Content starts
//! Decoder for the `.stack_sizes` section emitted by `-fstack-size-section`.
//!
//! The section is an array of (function address, stack size) pairs. The
//! address is pointer sized and little-endian; the stack size is an
//! unsigned LEB128 and only covers space allocated in the prologue.

use std::sync::OnceLock;

use regex::Regex;

use crate::model::StackEntry;
use crate::{StatsError, StatsResult};

/// Functions with a smaller frame than this are dropped from the output.
pub const MIN_STACK_SIZE: u64 = 32;

/// A 64-bit value never needs more than this many LEB128 bytes.
const MAX_LEB128_BYTES: usize = 10;

const FILE_FORMAT_PATTERN: &str = r"(?m)file format (.*)$";

fn file_format_pattern() -> &'static Regex {
    static PATTERN: OnceLock<Regex> = OnceLock::new();
    PATTERN.get_or_init(|| Regex::new(FILE_FORMAT_PATTERN).expect("file format pattern is valid"))
}

/// Width of the addresses stored in the section.
#[derive(Debug, Clone, Copy, PartialEq, Eq)]
pub enum PointerWidth {
    Four,
    Eight,
}

impl PointerWidth {
    /// Select the width from an ELF format descriptor such as `elf64-x86-64`.
    pub fn from_descriptor(descriptor: &str) -> StatsResult<Self> {
        if descriptor.starts_with("elf64-little") || descriptor == "elf64-x86-64" {
            Ok(PointerWidth::Eight)
        } else if descriptor.starts_with("elf32-little") || descriptor == "elf32-i386" {
            Ok(PointerWidth::Four)
        } else {
            Err(StatsError::UnknownBinaryFormat { descriptor: descriptor.to_string() })
        }
    }

    pub fn bytes(self) -> usize {
        match self {
            PointerWidth::Four => 4,
            PointerWidth::Eight => 8,
        }
    }
}

/// Extract the `file format <descriptor>` value from `objdump -a` output.
pub fn file_format_descriptor(objdump_output: &str) -> StatsResult<&str> {
    file_format_pattern()
        .captures(objdump_output)
        .and_then(|caps| caps.get(1))
        .map(|m| m.as_str().trim())
        .ok_or_else(|| StatsError::UnknownBinaryFormat {
            descriptor: objdump_output.trim().to_string(),
        })
}

/// Decode every entry of a `.stack_sizes` section, keeping only those with
/// a stack size of at least [`MIN_STACK_SIZE`], in section order.
pub fn decode_stack_sizes(section: &[u8], width: PointerWidth) -> StatsResult<Vec<StackEntry>> {
    let pointer = width.bytes();
    let mut entries = Vec::new();
    let mut offset = 0;

    while offset < section.len() {
        let available = section.len() - offset;
        if available < pointer {
            return Err(StatsError::TruncatedStackSection { offset, needed: pointer, available });
        }
        let address = read_le(&section[offset..offset + pointer]);
        offset += pointer;

        let (stack_size, consumed) = read_uleb128(&section[offset..], offset)?;
        offset += consumed;

        if stack_size >= MIN_STACK_SIZE {
            entries.push(StackEntry { address, stack_size });
        }
    }

    Ok(entries)
}

fn read_le(bytes: &[u8]) -> u64 {
    bytes.iter().rev().fold(0u64, |acc, &byte| (acc << 8) | u64::from(byte))
}

/// Read one unsigned LEB128 from the start of `bytes`, which begins at
/// `offset` within the section. Returns the value and the bytes consumed.
fn read_uleb128(bytes: &[u8], offset: usize) -> StatsResult<(u64, usize)> {
    let mut value = 0u64;
    for (index, &byte) in bytes.iter().take(MAX_LEB128_BYTES).enumerate() {
        let payload = u64::from(byte & 0x7f);
        let shift = 7 * index as u32;
        // Only the lowest payload bit of the tenth byte still fits in 64 bits.
        if shift == 63 && payload > 1 {
            return Err(StatsError::StackSizeOverflow { offset });
        }
        value |= payload << shift;
        if byte & 0x80 == 0 {
            return Ok((value, index + 1));
        }
    }

    if bytes.len() < MAX_LEB128_BYTES {
        Err(StatsError::TruncatedStackSection {
            offset: offset + bytes.len(),
            needed: 1,
            available: 0,
        })
    } else {
        Err(StatsError::StackSizeOverflow { offset })
    }
}

#[cfg(test)]
mod tests {
    use super::*;

    #[test]
    fn file_format_pattern_is_compiled_once() {
        let first = file_format_pattern() as *const Regex;
        let output = "a.o:     file format elf32-littlearm\n";
        assert_eq!(file_format_descriptor(output).unwrap(), "elf32-littlearm");
        assert!(std::ptr::eq(first, file_format_pattern()));
    }

    #[test]
    fn read_le_is_little_endian() {
        assert_eq!(read_le(&[0x78, 0x56, 0x34, 0x12]), 0x1234_5678);
        assert_eq!(read_le(&[1, 0, 0, 0, 0, 0, 0, 0x80]), 0x8000_0000_0000_0001);
    }

    #[test]
    fn read_uleb128_handles_multi_byte_values() {
        assert_eq!(read_uleb128(&[0xe5, 0x8e, 0x26], 0).unwrap(), (624_485, 3));
        assert_eq!(read_uleb128(&[0x00, 0xff], 0).unwrap(), (0, 1));
    }

    #[test]
    fn read_uleb128_accepts_u64_max() {
        let mut bytes = vec![0xff; 9];
        bytes.push(0x01);
        assert_eq!(read_uleb128(&bytes, 0).unwrap(), (u64::MAX, 10));
    }

    #[test]
    fn read_uleb128_rejects_bits_beyond_64() {
        let mut bytes = vec![0x80; 9];
        bytes.push(0x02);
        assert!(matches!(read_uleb128(&bytes, 7), Err(StatsError::StackSizeOverflow { offset: 7 })));
    }
}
Content ends
→ **Description of the task**: "first" is the word to look for; copy every line of the data that has it.

→ **Task output**:
        let first = file_format_pattern() as *const Regex;
        assert!(std::ptr::eq(first, file_format_pattern()));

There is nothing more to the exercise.